The nerve! Em thinks. As if I were a serving girl! As if I were her ladies’ maid!
She does something then she will later regret, because it gives away too much of herself. She takes the bottle of water from her apron pocket, raises it to her lips, and drinks. Then she pours the rest out over the railing.
The girl says nothing.
A day later.
Professor Rodney Harris (Life Sciences, emeritus) stands in front of the cell, cogitating. Ellen Craslow looks back at him, calm. Or so she seems. There are a couple of blisters on her lips now, there are pimples on her forehead, and the smooth cocoa loveliness of her skin has turned ashy. But her eyes—a startling green—are brilliant in their deepening sockets.
Roddy is a respected biologist and nutritionist. Before his retirement he was a teacher sometimes revered and more often feared by his students. A bibliography of his published work would fill a dozen pages, and he still keeps up a lively correspondence in various journals with his peers. That he considers himself first among those peers doesn’t strike him as conceited. As someone wise once said, It ain’t bragging if it’s true.
He’s not angry at this girl the way Em is (she says she isn’t, but they have been married for over fifty years and he knows her better than she knows herself), but Ellen certainly perplexes him.

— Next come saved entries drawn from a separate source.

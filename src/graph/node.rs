//! 图节点与父子边管理
//!
//! 节点通过 `Arc` 共享所有权：父节点的下行边持有子节点的强引用，子节点
//! 的上行边只保留弱引用，所有权关系因此不可能成环。一个节点可以同时挂在
//! 多个父节点之下（实例化），此时它经由每条父链都是一个独立的出现。
//!
//! 所有结构性修改都成对维护两端的边，并在修改后修复路径深度缓存、把包
//! 围体标脏并向祖先传播。

use std::fmt;
use std::sync::{Arc, Weak};

use parking_lot::Mutex;
use rustc_hash::FxHashSet;

use crate::bounds::{BoundingVolume, CachedBound};
use crate::cycler::{APP_STAGE, Cycler, DEFAULT_STAGES};
use crate::errors::{GraphError, Result};
use crate::graph::path::{self, PathComponent};
use crate::graph::payload::{NodePayload, PlainPayload};
use crate::state::{RenderState, Transform};

/// Shared handle to a graph node.
pub type NodeRef = Arc<Node>;

/// Parent→child edge; carries the sibling ordering key.
#[derive(Clone)]
pub struct DownEdge {
    child: NodeRef,
    sort: i32,
}

impl DownEdge {
    #[inline]
    #[must_use]
    pub fn child(&self) -> &NodeRef {
        &self.child
    }

    #[inline]
    #[must_use]
    pub fn sort(&self) -> i32 {
        self.sort
    }
}

impl fmt::Debug for DownEdge {
    fn fmt(&self, f: &mut fmt::Formatter<'_>) -> fmt::Result {
        write!(f, "DownEdge({:?}, sort {})", self.child.name(), self.sort)
    }
}

/// Child→parent back-reference; non-owning so ownership cannot cycle.
#[derive(Clone)]
pub struct UpEdge {
    parent: Weak<Node>,
}

impl UpEdge {
    /// The parent node, unless it is mid-destruction.
    #[must_use]
    pub fn parent(&self) -> Option<NodeRef> {
        self.parent.upgrade()
    }

    fn parent_ptr(&self) -> *const Node {
        self.parent.as_ptr()
    }
}

impl fmt::Debug for UpEdge {
    fn fmt(&self, f: &mut fmt::Formatter<'_>) -> fmt::Result {
        match self.parent.upgrade() {
            Some(p) => write!(f, "UpEdge({:?})", p.name()),
            None => write!(f, "UpEdge(<gone>)"),
        }
    }
}

/// One buffered copy of a node's mutable fields, cycled per pipeline stage.
#[derive(Debug, Clone)]
pub struct NodeLinks {
    /// 按 sort 排序的子边（相同 sort 保持插入顺序）
    pub(crate) down: Vec<DownEdge>,
    /// 无序父边集合（按父节点身份去重）
    pub(crate) up: Vec<UpEdge>,
    /// 命名本节点的路径组件集合（弱引用，外部路径句柄持有强引用）
    pub(crate) chains: Vec<Weak<PathComponent>>,
    pub(crate) state: Arc<RenderState>,
    pub(crate) transform: Arc<Transform>,
}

She must have been disoriented when she woke up, the way the others were, they use a powerful drug to knock their subjects out, but she didn’t seem disoriented. If she was hungover—and she must have been that, too—she didn’t complain of it. She didn’t scream for help, as Cary Dressler did almost at once (must have made his headache that much worse, Roddy thinks) and as Jorge Castro had eventually. And of course she has refused to eat, although it’s been almost three days now, and over two since she finished off the last of the water she’s been allowed.
The liver Em brought down yesterday has darkened and begun to smell. It’s still edible but won’t be for much longer. Another few hours and she’d probably vomit it back up, which would make the whole thing pointless. Meanwhile, time is flicking past.

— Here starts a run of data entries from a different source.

//! Path Identity Integration Tests
//!
//! Tests for:
//! - Components: one identity per (node, parent path), reused not duplicated
//! - Generic paths: deterministic choice on ambiguous (instanced) graphs
//! - Collapse: edits that make two paths equal merge their components
//! - attach / detach / reparent and depth repair
//! - Component lifetime across buffered snapshot copies

use std::sync::Arc;

use grove::{Node, path};

// ============================================================================
// Component Identity
// ============================================================================

#[test]
fn each_instance_path_gets_its_own_component() {
    let p1 = Node::new("P1");
    let p2 = Node::new("P2");
    let c = Node::new("C");
    p1.add_child(&c, 0).unwrap();
    p2.add_child(&c, 0).unwrap();

    let p1_path = path::get_generic_component(&p1);
    let p2_path = path::get_generic_component(&p2);

    let via_p1 = path::get_component(&p1_path, &c).unwrap();
    let via_p2 = path::get_component(&p2_path, &c).unwrap();

    assert!(!Arc::ptr_eq(&via_p1, &via_p2));
    assert_eq!(via_p1.length(), 1);
    assert_eq!(via_p2.length(), 1);

    // Asking again returns the same identity, not a duplicate
    let again = path::get_component(&p1_path, &c).unwrap();
    assert!(Arc::ptr_eq(&again, &via_p1));
}

#[test]
fn get_component_refuses_unrelated_pairs() {
    let p = Node::new("P");
    let stranger = Node::new("S");
    let p_path = path::get_generic_component(&p);

    assert!(path::get_component(&p_path, &stranger).is_none());
}

#[test]
fn top_components_are_reused() {
    let n = Node::new("N");
    let a = path::get_top_component(&n);
    let b = path::get_top_component(&n);
    assert!(Arc::ptr_eq(&a, &b));
    assert!(a.is_top());
    assert_eq!(a.length(), 0);
}

#[test]
fn generic_component_picks_the_first_parent_deterministically() {
    let p1 = Node::new("P1");
    let p2 = Node::new("P2");
    let c = Node::new("C");
    p1.add_child(&c, 0).unwrap();
    p2.add_child(&c, 0).unwrap();

    // Ambiguous: a warning is logged and the first parent wins
    let generic = path::get_generic_component(&c);
    let next = generic.next().unwrap();
    assert!(Arc::ptr_eq(next.node(), &p1));

    let again = path::get_generic_component(&c);
    assert!(Arc::ptr_eq(&generic, &again));
}

// ============================================================================
// Collapse on Ambiguity
// ============================================================================

/// Builds the diamond G1/G2 → P → C, which gives C two distinct path
/// components that both resolve through P.
fn diamond() -> (
    grove::NodeRef,
    grove::NodeRef,
    Arc<grove::PathComponent>,
    Arc<grove::PathComponent>,
) {
    let g1 = Node::new("G1");
    let g2 = Node::new("G2");
    let p = Node::new("P");
    let c = Node::new("C");
    g1.add_child(&p, 0).unwrap();
    g2.add_child(&p, 0).unwrap();
    p.add_child(&c, 0).unwrap();

    let g1_path = path::get_generic_component(&g1);
    let g2_path = path::get_generic_component(&g2);
    let p_via_g1 = path::get_component(&g1_path, &p).unwrap();
    let p_via_g2 = path::get_component(&g2_path, &p).unwrap();
    let c_via_g1 = path::get_component(&p_via_g1, &c).unwrap();
    let c_via_g2 = path::get_component(&p_via_g2, &c).unwrap();
    assert!(!Arc::ptr_eq(&c_via_g1, &c_via_g2));
    assert_eq!(c_via_g1.length(), 2);
    assert_eq!(c_via_g2.length(), 2);

    // keep G1/G2 alive through the parent components they anchor
    (p, c, c_via_g1, c_via_g2)
}

#[test]
fn detach_collapses_now_equal_components() {
    let (p, c, c_via_g1, c_via_g2) = diamond();

    path::detach(&c_via_g1);

    assert!(c_via_g1.is_top());
    assert_eq!(c_via_g1.length(), 0);
    // The other component named the same (now severed) relationship and was
    // merged into the survivor; external holders follow the forwarding link.
    assert!(c_via_g2.is_collapsed());
    assert!(Arc::ptr_eq(&c_via_g2.resolve(), &c_via_g1));

    // No duplicate components remain on C, and the edge pair is gone
    let live = c.snapshot(0).live_chains();
    assert_eq!(live.len(), 1);
    assert!(Arc::ptr_eq(&live[0], &c_via_g1));
    assert_eq!(c.num_parents(), 0);
    assert_eq!(p.num_children(), 0);
}

#[test]
fn remove_child_collapses_and_promotes_one_top() {
    let (p, c, c_via_g1, c_via_g2) = diamond();

    assert!(p.remove_child(&c));

    let live = c.snapshot(0).live_chains();
    assert_eq!(live.len(), 1);
    assert!(live[0].is_top());
    // Exactly one of the two became top, the other forwards to it
    let survivor = c_via_g1.resolve();
    assert!(Arc::ptr_eq(&survivor, &c_via_g2.resolve()));
    assert!(survivor.is_top());
}

// ============================================================================
// attach / detach / reparent
// ============================================================================

#[test]
fn attach_wires_the_edge_and_returns_the_component() {
    let r = Node::new("R");
    let n = Node::new("N");
    let r_path = path::get_generic_component(&r);

    let comp = path::attach(&r_path, &n, 0).unwrap();

    assert_eq!(r.find_child(&n), Some(0));
    assert!(n.has_parent(&r));
    assert_eq!(comp.length(), 1);
    assert!(Arc::ptr_eq(&comp.next().unwrap(), &r_path));
}

#[test]
fn attach_of_an_existing_child_repositions_it() {
    let r = Node::new("R");
    let a = Node::new("A");
    let b = Node::new("B");
    let r_path = path::get_generic_component(&r);
    let comp_a = path::attach(&r_path, &a, 0).unwrap();
    path::attach(&r_path, &b, 5).unwrap();

    let comp_again = path::attach(&r_path, &a, 10).unwrap();

    assert!(Arc::ptr_eq(&comp_a, &comp_again));
    assert_eq!(r.num_children(), 2);
    let names: Vec<String> = r.children().iter().map(|n| n.name().to_string()).collect();
    assert_eq!(names, ["B", "A"]);
}

#[test]
fn reparent_moves_the_component_and_repairs_depths() {
    let r1 = Node::new("R1");
    let r2 = Node::new("R2");
    let mid = Node::new("Mid");
    let n = Node::new("N");
    let m = Node::new("M");

    let r1_path = path::get_generic_component(&r1);
    let n_comp = path::attach(&r1_path, &n, 0).unwrap();
    let m_comp = path::attach(&n_comp, &m, 0).unwrap();
    assert_eq!(n_comp.length(), 1);
    assert_eq!(m_comp.length(), 2);

    // Move N under R2 → Mid; every depth through N shifts by one
    let r2_path = path::get_generic_component(&r2);
    let mid_comp = path::attach(&r2_path, &mid, 0).unwrap();
    path::reparent(&mid_comp, &n_comp, 0).unwrap();

    assert!(!n.has_parent(&r1));
    assert!(n.has_parent(&mid));
    assert_eq!(n_comp.length(), 2);
    assert_eq!(m_comp.length(), 3);
}

#[test]
fn reparent_under_a_descendant_is_refused() {
    let r = Node::new("R");
    let n = Node::new("N");
    let m = Node::new("M");
    let r_path = path::get_generic_component(&r);
    let n_comp = path::attach(&r_path, &n, 0).unwrap();
    let m_comp = path::attach(&n_comp, &m, 0).unwrap();

    assert!(path::reparent(&m_comp, &n_comp, 0).is_err());
    // Nothing moved
    assert!(n.has_parent(&r));
    assert!(m.has_parent(&n));
}

#[test]
fn adding_a_parent_anchors_rootless_instances() {
    let c = Node::new("C");
    let top = path::get_top_component(&c);
    assert!(top.is_top());

    let p = Node::new("P");
    p.add_child(&c, 0).unwrap();

    // The previously rootless path is now anchored through P
    assert!(!top.is_top());
    assert!(Arc::ptr_eq(top.next().unwrap().node(), &p));
    assert_eq!(top.length(), 1);
}

// ============================================================================
// Component Lifetime
// ============================================================================

#[test]
fn dropping_the_last_handle_unregisters_the_component() {
    let p = Node::new("P");
    let c = Node::new("C");
    p.add_child(&c, 0).unwrap();

    let p_path = path::get_generic_component(&p);
    let comp = path::get_component(&p_path, &c).unwrap();
    assert_eq!(c.snapshot(0).live_chains().len(), 1);

    drop(comp);
    assert!(c.snapshot(0).live_chains().is_empty());
}

#[test]
fn unregistration_reaches_every_buffered_copy() {
    let p = Node::new("P");
    let c = Node::new("C");
    p.add_child(&c, 0).unwrap();

    let p_path = path::get_generic_component(&p);
    let comp = path::get_component(&p_path, &c).unwrap();

    // Diverge the app stage from the cull stage, then let the handle go;
    // the component must disappear from both divergent copies of the set.
    c.cycle();
    c.set_state(grove::RenderState::new(grove::StateFlags::TWO_SIDED, 0));
    assert_eq!(c.snapshot(0).live_chains().len(), 1);
    assert_eq!(c.snapshot(1).live_chains().len(), 1);

    drop(comp);
    assert!(c.snapshot(0).live_chains().is_empty());
    assert!(c.snapshot(1).live_chains().is_empty());
}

“If you don’t eat, my dear, you’ll starve,” he says in a mild voice his students of yore wouldn’t recognize; as a lecturer, Roddy had a tendency to be rapid, excitable, sometimes even shrill. When talking about the wonders of the stomach—serosa, pylorus, duodenum—his voice sometimes rose to a near scream.
Ellen says nothing.
“Your body has already begun to digest itself. It’s visible on your face, your arms, the way you stand, slightly slumped…”
Nothing. Her eyes on his. She hasn’t asked what they want, which is also perplexing and (admit the truth) rather disturbing. She knows who they are, she knows that if they let her go they will be arrested for kidnapping (only the first charge of many), ergo they can’t let her go, but there has been no bargaining and no begging. Just this hunger strike. She told Em she would gladly eat a salad, but that is out of the question. Salads, whether dressed or undressed, are not sacrament. Meat is sacrament. Liver is sacrament.